T cell subpopulations in inflammasome nlrp3-/- mice during the acute infection with Trypanosoma cruzi

PAROLI AUGUSTO; GONZALEZ PATRICIA; GEA SUSANA

Congreso; IV LASID Meeting, LXIII Argentinean Society for Immunology Meeting and II French Society for Immunology Meeting; 2015

Background: NLRP3 inflammasome activation, as well as other innate receptors, plays a crucial role during T. cruzi infection. We have previously demonstrated an increase of IL-1beta-producing F4/80+ intra-hepatic leukocytes (IHL) associated with NLRP3 and TLR9 up-regulation.
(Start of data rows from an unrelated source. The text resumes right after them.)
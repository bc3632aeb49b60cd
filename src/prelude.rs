//! Convenient imports for common functionality.
//!
//! This module re-exports the most commonly used types and functions
//! to make it easier to get started with the library.

pub use crate::builder::{
    InsertParams, UpdateParams, build_filter_clause, build_insert_params, build_update_params,
};
pub use crate::client::{BatchOutcome, CqlClient};
pub use crate::config::ClientConfig;
pub use crate::driver::CqlDriver;
pub use crate::error::CqlMiddlewareDbError;
pub use crate::query::{QueryAndParams, QueryOptions};
pub use crate::results::{CqlRow, ResultSet};
pub use crate::types::{Consistency, KeyValue, Record, RowValues};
The aim of this work was to evaluate the involvement of NLRP3 on the expansion of CD4+, CD8+ T lymphocytes and F4/80+ IHL in addition to the production of reactive oxygen species (ROS) and nitric oxide (NO) by macrophages.Methods: Male C57BL/6 WT and nlrp3-/- mice were infected with T. cruzi (1000 i.p. injected-Tulahuen strain). The number of CD4+ and CD8+ T cells, IL1R, IL18R expression and intracellular cytokine production, as well as the detection of ROS and NO in F4/80+ IHL were evaluated at 14 and 21 dpi by flow cytometry.Results: Nlrp3-/- animals showed an increased F4/80+ IHL number (p<0.001) which produced NO, ROS or IL-10 at 14 and 21 dpi. Mutation of nlrp3 increased IL18R though did not alter the IL1R expression on CD4+ cells. Besides, CD4+IL4+ cell number decreased at 14 and 21 dpi (p<0,001) although CD4+IL10+ leukocyte number increased at the end of the infection. On the other hand, CD8+IFNg+ and CD8+IL-10+ cells were augmented in KO animals. Furthermore, CD8+IL1R+ cells decreased at 21 dpi though the expression of IL18R kept heightened along the infection.Conclusion: These results suggest that NLRP3 would regulate IL-18R signaling and favour the induction of CD4+IL4+ cells. This receptor would also control IL10+ T lymphocytes expansion and modulate CD8 T cell populations in the liver of T. cruzi infected mice.